Home > Relationships & Family > Dating > The Single Life
Created on: January 27, 2010
I have read so often the desire of many single people to find the 'right' person to love. Not right for now, for two weeks, or for a couple of years but for the ideal 'rest of my life'. Yet they actually pronounce a life sentence of singledom on themselves with that little recurring phrase because it keeps them searching for that perfect person who should last the rest of their lifetime while they miss the imperfect ones they could enjoy TODAY!
We will never get what we totally want in any person because no one gets what they totally desire in us.

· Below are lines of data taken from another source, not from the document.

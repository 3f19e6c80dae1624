// msb-rs: MSBuild Orchestration Driver
//
// SPDX-FileCopyrightText: 2026 Romeo Ahmed
// SPDX-License-Identifier: GPL-3.0-or-later

//! Global CLI options available for all commands.
//!
//! # Option Precedence
//!
//! ```text
//! --config FILE      ← Additional config files (can repeat)
//! --dry              ← Locate tools, spawn nothing, write nothing
//! --log-level N      ← logging.level (0-6)
//! --file-log-level N ← logging.file_level (defaults to --log-level)
//! --log-file FILE    ← logging.log_file
//! --set KEY=VAL      ← Direct config override
//!
//! Precedence: CLI flags > --set > MSB__* env > --config > build.config.json
//! ```

use clap::Args;
use std::path::PathBuf;

use crate::error::ConfigError;

/// Global options available for all commands.
#[derive(Debug, Clone, Default, Args)]
pub struct GlobalOptions {
    /// Path to additional JSON/TOML configuration file(s).
    /// Can be specified multiple times.
    #[arg(short = 'c', long = "config", value_name = "FILE", action = clap::ArgAction::Append)]
    pub configs: Vec<PathBuf>,

    /// Disables auto loading of build.config.json, only uses --config.
    #[arg(long = "no-default-config")]
    pub no_default_config: bool,

    /// Locates tools and logs what would run, without spawning anything or
    /// touching version files.
    #[arg(long)]
    pub dry: bool,

    /// Console log level (0=silent, 1=errors, 2=warnings, 3=info, 4=debug, 5=trace, 6=dump).
    #[arg(short = 'l', long = "log-level", value_name = "LEVEL", value_parser = clap::value_parser!(u8).range(0..=6)
    )]
    pub log_level: Option<u8>,

    /// File log level, overrides --log-level for the log file.
    #[arg(long = "file-log-level", value_name = "LEVEL", value_parser = clap::value_parser!(u8).range(0..=6)
    )]
    pub file_log_level: Option<u8>,

    /// Path to log file.
    #[arg(long = "log-file", value_name = "FILE")]
    pub log_file: Option<PathBuf>,

    /// Sets an option, such as 'solution.path=App.sln' or 'process.timeout_secs=600'.
    /// Can be specified multiple times.
    #[arg(short = 's', long = "set", value_name = "OPTION", action = clap::ArgAction::Append)]
    pub options: Vec<String>,
}

/// Splits a `KEY=VALUE` option.
///
/// # Errors
///
/// Returns `ConfigError::InvalidValue` when there is no `=` or the key is empty.
pub fn parse_override(option: &str) -> Result<(String, String), ConfigError> {
    match option.split_once('=') {
        Some((key, value)) if !key.trim().is_empty() => {
            Ok((key.trim().to_string(), value.to_string()))
        }
        _ => Err(ConfigError::InvalidValue {
            section: "--set".to_string(),
            key: option.to_string(),
            message: "expected KEY=VALUE".to_string(),
        }),
    }
}

impl GlobalOptions {
    /// Converts command-line options to configuration overrides.
    ///
    /// `--set` entries come first so dedicated flags win over them.
    ///
    /// # Errors
    ///
    /// Returns `ConfigError::InvalidValue` for a malformed `--set` option.
    pub fn to_config_overrides(&self) -> Result<Vec<(String, String)>, ConfigError> {
        let mut overrides = self
            .options
            .iter()
            .map(|option| parse_override(option))
            .collect::<Result<Vec<_>, _>>()?;

        if let Some(level) = self.log_level {
            overrides.push(("logging.level".to_string(), level.to_string()));
        }

        // file_log_level falls back to log_level if not specified
        if let Some(level) = self.file_log_level.or(self.log_level) {
            overrides.push(("logging.file_level".to_string(), level.to_string()));
        }

        if let Some(ref path) = self.log_file {
            overrides.push(("logging.log_file".to_string(), path.display().to_string()));
        }

        Ok(overrides)
    }
}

We have to assess what we are looking for, make a list of them, prioritise them and then settle for the few we couldn't do without while we compromise on the rest. it's a lack of self knowledge about what we really want which helps us to seek perfection instead of valuing a person for what they might bring to our lives.

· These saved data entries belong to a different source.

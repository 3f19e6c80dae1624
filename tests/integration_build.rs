// msb-rs: MSBuild Orchestration Driver
//
// SPDX-FileCopyrightText: 2026 Romeo Ahmed
// SPDX-License-Identifier: GPL-3.0-or-later

//! End-to-end pipeline tests.
//!
//! Stand-in `nuget.exe` / `MSBuild.exe` shell scripts record every
//! invocation to a shared log, so the tests run on Unix only.

#![cfg(unix)]

use std::os::unix::fs::PermissionsExt;
use std::path::{Path, PathBuf};

use msb_rs::cmd::build::run_build;
use msb_rs::config::Config;
use msb_rs::config::types::{ProjectSpec, ToolConfig};
use msb_rs::error::{ConfigError, MsbError};
use tempfile::TempDir;
use tokio_util::sync::CancellationToken;

const VERSION_FILE: &str = "using System.Reflection;\n\
[assembly: AssemblyVersion(\"1.2.3.4\")]\n\
[assembly: AssemblyFileVersion(\"1.2.3.4\")]\n";

struct Workspace {
    temp: TempDir,
}

impl Workspace {
    /// Solution with projects A, B, C; A carries versioning and a packages.config.
    fn new() -> Self {
        let temp = TempDir::new().unwrap();
        let root = temp.path();
        for name in ["A", "B", "C"] {
            let dir = root.join("sln").join(name);
            std::fs::create_dir_all(dir.join("Properties")).unwrap();
            std::fs::write(dir.join(format!("{name}.csproj")), "<Project/>").unwrap();
        }
        std::fs::write(root.join("sln/App.sln"), "").unwrap();
        std::fs::write(root.join("sln/A/packages.config"), "<packages/>").unwrap();
        std::fs::write(root.join("sln/A/Properties/AssemblyInfo.cs"), VERSION_FILE).unwrap();

        std::fs::create_dir_all(root.join("tools/bin")).unwrap();
        let ws = Self { temp };
        ws.tool("nuget.exe", "exit 0");
        ws.tool("MSBuild.exe", "exit 0");
        ws
    }

    fn root(&self) -> &Path {
        self.temp.path()
    }

    fn calls_log(&self) -> PathBuf {
        self.root().join("calls.log")
    }

    fn tool(&self, name: &str, body: &str) {
        let path = self.root().join("tools/bin").join(name);
        let script = format!(
            "#!/bin/sh\necho \"{name} $*\" >> '{}'\n{body}\n",
            self.calls_log().display()
        );
        std::fs::write(&path, script).unwrap();
        std::fs::set_permissions(&path, std::fs::Permissions::from_mode(0o755)).unwrap();
    }

    /// Program names of every recorded invocation, in order.
    fn calls(&self) -> Vec<String> {
        std::fs::read_to_string(self.calls_log())
            .unwrap_or_default()
            .lines()
            .map(|line| {
                let mut parts = line.split_whitespace();
                let program = parts.next().unwrap_or_default();
                match parts.next() {
                    Some(first) if program == "MSBuild.exe" => Path::new(first)
                        .file_stem()
                        .map(|s| format!("msbuild {}", s.to_string_lossy()))
                        .unwrap_or_default(),
                    Some(first) => format!("nuget {first}"),
                    None => program.to_string(),
                }
            })
            .collect()
    }

    fn assembly_info(&self) -> String {
        std::fs::read_to_string(self.root().join("sln/A/Properties/AssemblyInfo.cs")).unwrap()
    }

    fn config(&self) -> Config {
        let root = self.root();
        let mut config = Config::default();
        config.solution.path = Some(root.join("sln/App.sln"));
        config.solution.projects = ["A", "B", "C"]
            .into_iter()
            .map(|name| {
                ProjectSpec::new(name, root.join(format!("sln/{name}/{name}.csproj")))
                    .with_property("Configuration", "Release")
            })
            .collect();
        config.solution.projects[0].versioning = Some("+.+.+.0".parse().unwrap());
        // Directory roots are walked; the direct file path wins for MSBuild.
        config.build_tools.nuget = ToolConfig::with_paths([root.join("tools").display().to_string()]);
        config.build_tools.msbuild = ToolConfig::with_paths([
            root.join("missing").display().to_string(),
            root.join("tools/bin/MSBuild.exe").display().to_string(),
        ]);
        config
    }
}

async fn run(config: Config, dry_run: bool) -> anyhow::Result<()> {
    run_build(config, true, dry_run, CancellationToken::new()).await
}

fn bailed_message(err: &anyhow::Error) -> String {
    match err.downcast_ref::<MsbError>() {
        Some(MsbError::Bailed(message)) => message.to_string(),
        other => panic!("expected a bailed build, got {other:?}"),
    }
}

#[tokio::test(flavor = "current_thread")]
async fn build_runs_every_stage_in_order() {
    let ws = Workspace::new();

    run(ws.config(), false).await.unwrap();

    assert_eq!(
        ws.calls(),
        vec!["nuget restore", "msbuild A", "msbuild B", "msbuild C"]
    );
    let info = ws.assembly_info();
    assert!(info.contains("[assembly: AssemblyVersion(\"2.3.4.4\")]"));
    assert!(info.contains("[assembly: AssemblyFileVersion(\"2.3.4.4\")]"));
    assert!(info.starts_with("using System.Reflection;\n"));

    let log = std::fs::read_to_string(ws.calls_log()).unwrap();
    assert!(log.contains("/target:Build /property:Configuration=Release"));
}

#[tokio::test(flavor = "current_thread")]
async fn build_failure_stops_later_projects() {
    let ws = Workspace::new();
    ws.tool("MSBuild.exe", "case \"$1\" in *B.csproj) exit 1;; esac\nexit 0");

    let err = run(ws.config(), false).await.unwrap_err();

    let message = bailed_message(&err);
    assert!(message.starts_with("build aborted: stage 'build B' failed: "), "{message}");
    assert!(message.contains("exited with code 1"), "{message}");
    assert_eq!(ws.calls(), vec!["nuget restore", "msbuild A", "msbuild B"]);
}

#[tokio::test(flavor = "current_thread")]
async fn fetch_failure_builds_nothing() {
    let ws = Workspace::new();
    ws.tool("nuget.exe", "exit 2");

    let err = run(ws.config(), false).await.unwrap_err();

    assert!(bailed_message(&err).starts_with("build aborted: stage 'fetch' failed: "));
    assert_eq!(ws.calls(), vec!["nuget restore"]);
    assert_eq!(ws.assembly_info(), VERSION_FILE);
}

#[tokio::test(flavor = "current_thread")]
async fn missing_restore_tool_spawns_nothing() {
    let ws = Workspace::new();
    let mut config = ws.config();
    config.build_tools.nuget = ToolConfig::with_paths([ws.root().join("missing").display().to_string()]);

    let err = run(config, false).await.unwrap_err();

    assert!(bailed_message(&err).starts_with("build aborted: stage 'fetch' failed: "));
    assert!(ws.calls().is_empty());
}

#[tokio::test(flavor = "current_thread")]
async fn no_sentinel_skips_restore() {
    let ws = Workspace::new();
    std::fs::remove_file(ws.root().join("sln/A/packages.config")).unwrap();
    let mut config = ws.config();
    config.build_tools.nuget = ToolConfig::default();

    run(config, false).await.unwrap();

    assert_eq!(ws.calls(), vec!["msbuild A", "msbuild B", "msbuild C"]);
}

#[tokio::test(flavor = "current_thread")]
async fn missing_project_file_aborts_that_stage() {
    let ws = Workspace::new();
    std::fs::remove_file(ws.root().join("sln/B/B.csproj")).unwrap();

    let err = run(ws.config(), false).await.unwrap_err();

    assert!(bailed_message(&err).starts_with("build aborted: stage 'build B' failed: "));
    assert_eq!(ws.calls(), vec!["nuget restore", "msbuild A"]);
}

#[tokio::test(flavor = "current_thread")]
async fn dry_run_spawns_and_writes_nothing() {
    let ws = Workspace::new();

    run(ws.config(), true).await.unwrap();

    assert!(ws.calls().is_empty());
    assert_eq!(ws.assembly_info(), VERSION_FILE);
}

#[tokio::test(flavor = "current_thread")]
async fn prebuild_hook_rejection_aborts() {
    let ws = Workspace::new();
    let mut config = ws.config();
    config.hooks.prebuild = Some("exit 1".to_string());

    let err = run(config, false).await.unwrap_err();

    assert!(bailed_message(&err).starts_with("build aborted: stage 'prebuild' failed: "));
    assert!(ws.calls().is_empty());
}

#[tokio::test(flavor = "current_thread")]
async fn postbuild_hook_receives_user_config() {
    let ws = Workspace::new();
    let marker = ws.root().join("marker.json");
    let mut config = ws.config();
    config.user_defined_config = msb_rs::config::types::UserDefinedConfig::new(
        serde_json::json!({ "channel": "nightly" }),
    );
    config.hooks.postbuild = Some(format!(
        "printf '%s' \"$MSB_USER_CONFIG\" > '{}'",
        marker.display()
    ));

    run(config, false).await.unwrap();

    assert_eq!(
        std::fs::read_to_string(marker).unwrap(),
        r#"{"channel":"nightly"}"#
    );
}

#[tokio::test(flavor = "current_thread")]
async fn postbuild_failure_after_successful_build() {
    let ws = Workspace::new();
    let mut config = ws.config();
    config.hooks.postbuild = Some("exit 3".to_string());

    let err = run(config, false).await.unwrap_err();

    assert!(
        bailed_message(&err).starts_with("all projects built, but stage 'postbuild' failed: ")
    );
    assert_eq!(ws.calls().len(), 4);
}

#[tokio::test(flavor = "current_thread")]
async fn missing_configuration_is_reported() {
    let err = run_build(Config::default(), false, false, CancellationToken::new())
        .await
        .unwrap_err();
    assert!(matches!(
        err.downcast_ref::<ConfigError>(),
        Some(ConfigError::NotFound(name)) if name == "build.config.json"
    ));

    let err = run(Config::default(), false).await.unwrap_err();
    assert!(matches!(
        err.downcast_ref::<ConfigError>(),
        Some(ConfigError::MissingKey { .. })
    ));
}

When I met my ex-husband at 20, and he proposed, I never thought I was getting married for the rest of my life and told him that whatever years we had, I would be thankful for it. Worse still, after he proposed, I used to tell him that "If we are still going next year, then I'll marry you'. He used to find that very strange and unsettling, and was unhappy and insecure with it because marriage was for life in his world. He also couldn't understand that, if we did love each other very much, why shouldn't we still be going together then? His perception of long-term love and mine were different. He wanted someone to share the rest of his life while I wanted someone to share today. Somewhere in my psyche, I dreaded the thought of anything lasting 'forever'. It sounded so long and foreboding, so stale, still and stagnant, on without end.
Yet I was an evolving human being, not a robot. What I liked, wanted and desired at a very naive and youthful 20 years I guess would not have a place in my 40 year old experienced and mature world. And that is the main problem with seeking anything for the rest of your life, especially when you don't know what the rest of your life will mean for you - this desire for unchanging perfection
When it comes to relationships, the best ones work without a set timescale. It means we leave ourselves open for some surprises, we do not have time to take that partner for granted, and we have few expectations of how long it will last. We will also work harder for its success and enjoy that relationship much better because we will treat each day as if it is the only one we will have.